Mas você já se sentiu como um rato de laboratório? Um bichinho fofo, peludo e pequeno à mercê dos experimentos mais dementes e excessivos de alguém? Como, por exemplo, ter seu minúsculo coraçãozinho arrancado pra fora do corpo e vê-lo pulsando na mão de unhas sujas de uma pessoa babando de insensatez sem o menor pudor de deixá-lo cair?
Eu não sabia que era possível naufragar em salivas, do contrário teria tomado mais precauções com frases e atos contradizentes. O primeiro marcando minha existência poética, e o segundo desmarcando esperados encontros como quem descarta comida azeda.
Eu já joguei sim, desconversei, fiz cena. Sem isso são grandes as chances de ser rejeitado de cara. Mas se dei a entender que eu não passava de um brinquedo, peço perdão, me expressei errado. Agora ouço canções que a maioria das pessoas detesta e não posso passar as faixas românticas, pois perdi o manual de instruções do aparelho de som no meu ouvido interno. Quando estiver mal sempre que puder conte com seus amigos, mas quando isso for impossível ouça música, elas são um ombro e tanto.
Você acha bonito e divertido fazer todo mundo de idiota? Sério, você se orgulha de ser assim? Pra você é muito fácil apenas não atender telefonemas enquanto floresce em cada uma de suas presas a muda do ressentimento e humilhação, que lá na frente produzirá as maiores sombras frígidas. Você nem ficará sabendo.
É fácil seguir em frente pra quem não tem razões pra olhar pra trás, pra quem não tem visão periférica ou mesmo o costume de olhar os lados alheios. E não venha chamar isso de escudo. Tornar-se uma pessoa sórdida pra se defender do mundo é como escapar de um assassino no topo de um prédio. E depois jogar-se de lá.

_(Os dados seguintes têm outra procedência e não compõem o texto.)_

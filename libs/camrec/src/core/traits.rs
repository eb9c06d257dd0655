// Copyright (c) 2025 Jonathan Fontanez
// SPDX-License-Identifier: BUSL-1.1

//! Seams between the recording workflow and the device, display and file
//! backends.

use std::time::Duration;

use crate::core::{ConvertedFrame, NodeMap, RawFrame, Result};

/// Identity of an attached camera.
#[derive(Debug, Clone, PartialEq, Eq)]
pub struct DeviceInfo {
    /// Position in the enumerated list.
    pub index: usize,
    /// Vendor model name.
    pub model: String,
    /// Where the device is attached (device node, bus id, serial).
    pub location: String,
}

impl std::fmt::Display for DeviceInfo {
    fn fmt(&self, f: &mut std::fmt::Formatter<'_>) -> std::fmt::Result {
        write!(f, "[{}] {} ({})", self.index, self.model, self.location)
    }
}

/// Process-wide camera system (driver context, SDK singleton).
///
/// [`release`](Self::release) is called exactly once, after every camera
/// opened from this system has been dropped.
pub trait CameraSystem {
    type Camera: Camera;

    /// Enumerate attached cameras.
    fn cameras(&mut self) -> Result<Vec<DeviceInfo>>;

    /// Open the camera at `index` without initializing it.
    fn open(&mut self, index: usize) -> Result<Self::Camera>;

    fn release(&mut self) -> Result<()>;
}

/// A single camera device.
///
/// Frames returned by [`next_frame`](Self::next_frame) stay owned by the
/// device queue until handed back through
/// [`release_frame`](Self::release_frame).
pub trait Camera {
    fn info(&self) -> &DeviceInfo;

    fn init(&mut self) -> Result<()>;

    fn deinit(&mut self) -> Result<()>;

    fn node_map(&mut self) -> &mut dyn NodeMap;

    fn begin_acquisition(&mut self) -> Result<()>;

    fn end_acquisition(&mut self) -> Result<()>;

    /// Block until the device delivers the next frame. There is no timeout.
    fn next_frame(&mut self) -> Result<RawFrame>;

    fn release_frame(&mut self, frame_id: u64) -> Result<()>;
}

/// A key press (or window close) reported by the preview.
#[derive(Debug, Clone, PartialEq, Eq)]
pub struct KeyPress {
    pub key: String,
}

impl KeyPress {
    pub fn new(key: impl Into<String>) -> Self {
        Self { key: key.into() }
    }
}

/// On-screen preview.
pub trait PreviewDisplay {
    /// Replace the displayed image.
    fn show(&mut self, frame: &ConvertedFrame) -> Result<()>;

    /// Process window events for up to `timeout`, returning the first key
    /// pressed.
    fn wait_key(&mut self, timeout: Duration) -> Result<Option<KeyPress>>;
}

/// Destination for converted frames.
pub trait VideoSink {
    fn append(&mut self, frame: &ConvertedFrame) -> Result<()>;

    /// Finalize the container. Called exactly once.
    fn close(&mut self) -> Result<()>;
}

Mas tanto faz. São apenas anotações de quem deu o ego a abater e precisa lembrar o momento exato em que o pulso começa a latejar. Foi só mais um alguém que se aproximou ofertando uma maçã numa mão com a foice da paixão na outra. Quantos pedaços você precisa juntar, quando alguém esquarteja um meio-amor? Não sei, não quero fazer a conta, vou guardar forças pra pagá-la em todas aquelas prestações de resguardo, descrença e reflexão, quando a gente faz uma espécie de autópsia sentimental - vivo e sem anestesia.
Pelo menos até a anunciação do próximo ciclo de vida (e, quem sabe, morte). É assim, tudo que não gera felicidade, degenera, morre na impermanência. Nem pra sempre, nem nunca mais.